Obviously, since there’s more steps, there’s more opportunity for failure. Failure at any point leaves the shelveset in tact and you’re notified via the daemon that watches the build on your workstation. Failures include anything other than a truly trivial merge in steps 3 or 5, and of course, any failures you define in the build.

Things can get a little messy on failure. Your first option is to simply ignore it. If you’ve carried on working, your workspace still shows the pending changes from the commit plus the changes you’ve made since so you can just push up a larger commit next time. Your other option is to try to fix the actual problem, to do this it feels like you’d typically shelve your current changes and revert them, then unshelve the failed commit. Fix it as you normally would and commit again. At which point you can switch back to the shelveset you originally made and carry on where you left of.
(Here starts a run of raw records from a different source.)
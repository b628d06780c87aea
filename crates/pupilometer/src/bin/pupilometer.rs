use std::fs;
use std::path::{Path, PathBuf};

use clap::Parser;
use pupilometer::{run_frames, FrameSource, RunConfig, RunReport};

#[cfg(not(feature = "tracing"))]
use log::info;
#[cfg(feature = "tracing")]
use tracing::info;

/// Measure pupil center and radius frame by frame.
#[derive(Debug, Parser)]
#[command(name = "pupilometer", version, about)]
struct Cli {
    /// Image file or directory of frame images.
    input: PathBuf,

    /// JSON run configuration (locator parameters and output options).
    #[arg(long)]
    config: Option<PathBuf>,

    /// Base directory for saved outputs (overrides the config directories).
    #[arg(long)]
    out: Option<PathBuf>,

    /// Save annotated stage mosaics as `<out>/identified/frame_NNN.png`.
    #[arg(long)]
    save_output: bool,

    /// Save winning masks as `<out>/threshold/threshold_NNN.png`.
    #[arg(long)]
    save_threshold: bool,

    /// Sleep between frames, in milliseconds.
    #[arg(long)]
    pause_ms: Option<u64>,

    /// Write the JSON report here instead of stdout.
    #[arg(long)]
    report: Option<PathBuf>,

    /// Log level: off, error, warn, info, debug, trace.
    #[arg(long, default_value = "info")]
    log_level: String,

    /// Font file for printing the radius on saved frames.
    #[arg(long)]
    font: Option<PathBuf>,

    /// Emit JSON logs (with the `tracing` feature).
    #[cfg_attr(not(feature = "tracing"), allow(dead_code))]
    #[arg(long)]
    json_logs: bool,
}

fn main() -> Result<(), Box<dyn std::error::Error>> {
    let cli = Cli::parse();
    init_logging(&cli)?;
    run(cli)
}

#[cfg(not(feature = "tracing"))]
fn init_logging(cli: &Cli) -> Result<(), Box<dyn std::error::Error>> {
    pupilometer::core::init_with_level(pupilometer::core::parse_level(&cli.log_level))?;
    Ok(())
}

#[cfg(feature = "tracing")]
fn init_logging(cli: &Cli) -> Result<(), Box<dyn std::error::Error>> {
    tracing_log::LogTracer::init()?;
    pupilometer::core::init_tracing(pupilometer::core::parse_level(&cli.log_level), cli.json_logs);
    Ok(())
}

fn run(cli: Cli) -> Result<(), Box<dyn std::error::Error>> {
    let mut cfg = match &cli.config {
        Some(path) => RunConfig::from_json_file(path)?,
        None => RunConfig::default(),
    };
    if let Some(out) = &cli.out {
        cfg.output_dir = out.join("identified");
        cfg.threshold_dir = out.join("threshold");
    }
    cfg.save_output |= cli.save_output;
    cfg.save_threshold_output |= cli.save_threshold;
    if let Some(font) = cli.font {
        cfg.radius_font = Some(font);
    }
    if let Some(ms) = cli.pause_ms {
        cfg.pause_ms = ms;
    }

    let source = FrameSource::open(&cli.input)?;
    info!("processing {} frames from {}", source.len(), cli.input.display());
    let report = run_frames(source, &cfg)?;
    info!(
        "done: {} frames, pupil found in {}, {} failed",
        report.frames.len(),
        report.found,
        report.failed
    );

    write_report(cli.report.as_deref(), &report)
}

fn write_report(path: Option<&Path>, report: &RunReport) -> Result<(), Box<dyn std::error::Error>> {
    let json = serde_json::to_string_pretty(report)?;
    match path {
        Some(path) => {
            if let Some(parent) = path.parent() {
                fs::create_dir_all(parent)?;
            }
            fs::write(path, json)?;
        }
        None => println!("{json}"),
    }
    Ok(())
}
use std::fs;
use std::path::{Path, PathBuf};

use image::GrayImage;
use log::debug;

use crate::RunError;

const FRAME_EXTENSIONS: &[&str] = &["png", "jpg", "jpeg", "bmp", "tif", "tiff", "pgm", "pnm"];

/// One frame pulled from a [`FrameSource`].
#[derive(Debug)]
pub struct SourceFrame {
    /// 1-based position in the sequence.
    pub index: usize,
    pub path: PathBuf,
    /// Decoded grayscale frame, or why decoding failed.
    pub image: Result<GrayImage, RunError>,
}

/// Ordered grayscale frames from an image file or a directory of frames.
///
/// Directory entries are sorted by file name; files with unknown extensions
/// are ignored. Color images are converted to 8-bit luma on read.
#[derive(Debug)]
pub struct FrameSource {
    paths: Vec<PathBuf>,
    next: usize,
}

impl FrameSource {
    pub fn open(path: impl AsRef<Path>) -> Result<Self, RunError> {
        let path = path.as_ref();
        let meta = fs::metadata(path).map_err(|e| RunError::io(path, e))?;
        let paths = if meta.is_dir() {
            list_frames(path)?
        } else {
            vec![path.to_path_buf()]
        };
        if paths.is_empty() {
            return Err(RunError::NoFrames(path.to_path_buf()));
        }
        debug!("frame source {}: {} frames", path.display(), paths.len());
        Ok(Self { paths, next: 0 })
    }

    /// Source over an explicit list of files, in the given order.
    pub fn from_paths(paths: Vec<PathBuf>) -> Self {
        Self { paths, next: 0 }
    }

    pub fn paths(&self) -> &[PathBuf] {
        &self.paths
    }
}

impl Iterator for FrameSource {
    type Item = SourceFrame;

    fn next(&mut self) -> Option<SourceFrame> {
        let path = self.paths.get(self.next)?.clone();
        self.next += 1;
        let image = image::open(&path)
            .map(|img| img.to_luma8())
            .map_err(|e| RunError::image(&path, e));
        Some(SourceFrame {
            index: self.next,
            path,
            image,
        })
    }

    fn size_hint(&self) -> (usize, Option<usize>) {
        let left = self.paths.len() - self.next;
        (left, Some(left))
    }
}

impl ExactSizeIterator for FrameSource {}

fn has_frame_extension(path: &Path) -> bool {
    path.extension()
        .and_then(|e| e.to_str())
        .map(|e| {
            let e = e.to_ascii_lowercase();
            FRAME_EXTENSIONS.contains(&e.as_str())
        })
        .unwrap_or(false)
}

fn list_frames(dir: &Path) -> Result<Vec<PathBuf>, RunError> {
    let mut paths = Vec::new();
    for entry in fs::read_dir(dir).map_err(|e| RunError::io(dir, e))? {
        let entry = entry.map_err(|e| RunError::io(dir, e))?;
        let path = entry.path();
        if path.is_file() && has_frame_extension(&path) {
            paths.push(path);
        }
    }
    paths.sort();
    Ok(paths)
}
use image::GrayImage;

/// Smallest frame side that still has a non-empty ray-casting interior.
const MIN_FRAME_SIDE: u32 = 3;

/// Errors raised for frames the locator cannot process.
#[derive(thiserror::Error, Debug, Clone, PartialEq, Eq)]
pub enum FrameError {
    #[error("frame is empty")]
    Empty,

    #[error("invalid frame dimensions (width={width}, height={height})")]
    InvalidDimensions { width: u32, height: u32 },

    #[error("invalid grayscale buffer length (expected {expected} bytes, got {got})")]
    InvalidBuffer { expected: usize, got: usize },
}

/// Reject frames that are empty or too small to hold an interior pixel.
pub fn check_frame(frame: &GrayImage) -> Result<(), FrameError> {
    let (width, height) = frame.dimensions();
    if width == 0 || height == 0 || frame.as_raw().is_empty() {
        return Err(FrameError::Empty);
    }
    if width < MIN_FRAME_SIDE || height < MIN_FRAME_SIDE {
        return Err(FrameError::InvalidDimensions { width, height });
    }
    Ok(())
}

/// Build a frame from a raw row-major grayscale buffer.
pub fn gray_image_from_slice(
    width: u32,
    height: u32,
    pixels: &[u8],
) -> Result<GrayImage, FrameError> {
    if width == 0 || height == 0 {
        return Err(FrameError::Empty);
    }
    let w = usize::try_from(width).ok();
    let h = usize::try_from(height).ok();
    let Some(expected) = w.zip(h).and_then(|(w, h)| w.checked_mul(h)) else {
        return Err(FrameError::InvalidDimensions { width, height });
    };
    if pixels.len() != expected {
        return Err(FrameError::InvalidBuffer {
            expected,
            got: pixels.len(),
        });
    }
    GrayImage::from_raw(width, height, pixels.to_vec())
        .ok_or(FrameError::InvalidDimensions { width, height })
}
use image::GrayImage;

use crate::locator::PupilEstimate;
use crate::validate::Candidate;

/// Intermediate image emitted during one `locate` call.
#[derive(Clone, Copy, Debug, PartialEq, Eq)]
pub enum Stage {
    /// The input frame.
    Gray,
    Gaussian,
    Median,
    /// Opened frame at one scale.
    Opened { scale_index: usize, size: u32 },
    /// Binary mask at one scale.
    Mask { scale_index: usize, size: u32 },
}

/// Receives intermediate results of a `locate` call, for display or dumps.
///
/// All methods default to no-ops.
pub trait StageObserver {
    fn on_stage(&mut self, _stage: Stage, _image: &GrayImage) {}

    fn on_candidate(&mut self, _scale_index: usize, _candidate: &Candidate) {}

    fn on_estimate(&mut self, _estimate: &PupilEstimate) {}
}

/// Observer that ignores everything.
#[derive(Clone, Copy, Debug, Default)]
pub struct NoopObserver;

impl StageObserver for NoopObserver {}
use std::path::PathBuf;

use pupilometer_locate::LocateError;

/// Errors produced by the frame source, sinks and batch driver.
#[derive(thiserror::Error, Debug)]
pub enum RunError {
    #[error("I/O error on {path}: {source}")]
    Io {
        path: PathBuf,
        #[source]
        source: std::io::Error,
    },

    #[error("image error on {path}: {source}")]
    Image {
        path: PathBuf,
        #[source]
        source: image::ImageError,
    },

    #[error("invalid font {path}: {source}")]
    Font {
        path: PathBuf,
        #[source]
        source: ab_glyph::InvalidFont,
    },

    #[error("invalid JSON in {path}: {source}")]
    Json {
        path: PathBuf,
        #[source]
        source: serde_json::Error,
    },

    #[error(transparent)]
    Locate(#[from] LocateError),

    #[error("no frames found under {0}")]
    NoFrames(PathBuf),
}

impl RunError {
    pub(crate) fn io(path: impl Into<PathBuf>, source: std::io::Error) -> Self {
        Self::Io {
            path: path.into(),
            source,
        }
    }

    pub(crate) fn image(path: impl Into<PathBuf>, source: image::ImageError) -> Self {
        Self::Image {
            path: path.into(),
            source,
        }
    }
}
Do this, however, and reconciliation will fail and you’ll be left to sort out the mess manually.

The second option gets quite messy, since the code you committed has diverged from the code you’re working on. It can’t be resolved by the reconciliation process, and you need to sort it out yourself with a get latest. This leaves you to resolve the merges in the normal way. Now, your merging fixed code with unfixed code, so it’s up to you to remember where the fixes where and ensure that they get merged in properly. Good luck.

By default the commits are queued sequentially, but I can see it would work just as well by building everything in parallel as well, since any merge conflict at any point will cause a commit failure (and the related heart-strain). I still maintain that this will be a major issue if anything makes the queue length build, but I’m generally more optimistic that it could work. I did get into a bit of a mess trying to fix shelveset in some scenarios, especially when the reconciliation failed.

Essentially, you really need to excerice the 3rd option and stop work and wait for the build to complete before you carry on working. In reality, that’s what tends to happen with CI anyway. Most CI’s work in what TFS calls Rolling Builds – which means that there’s no queue, so you have to wait a maximum of 2x the build time to see if your commit is good, unlike gated checkin. Also remember that even though you’ve resolved conflicts before commit, if something was queued up before you, that may still conflict and your otherwise perfectly good change will get rejected anyway.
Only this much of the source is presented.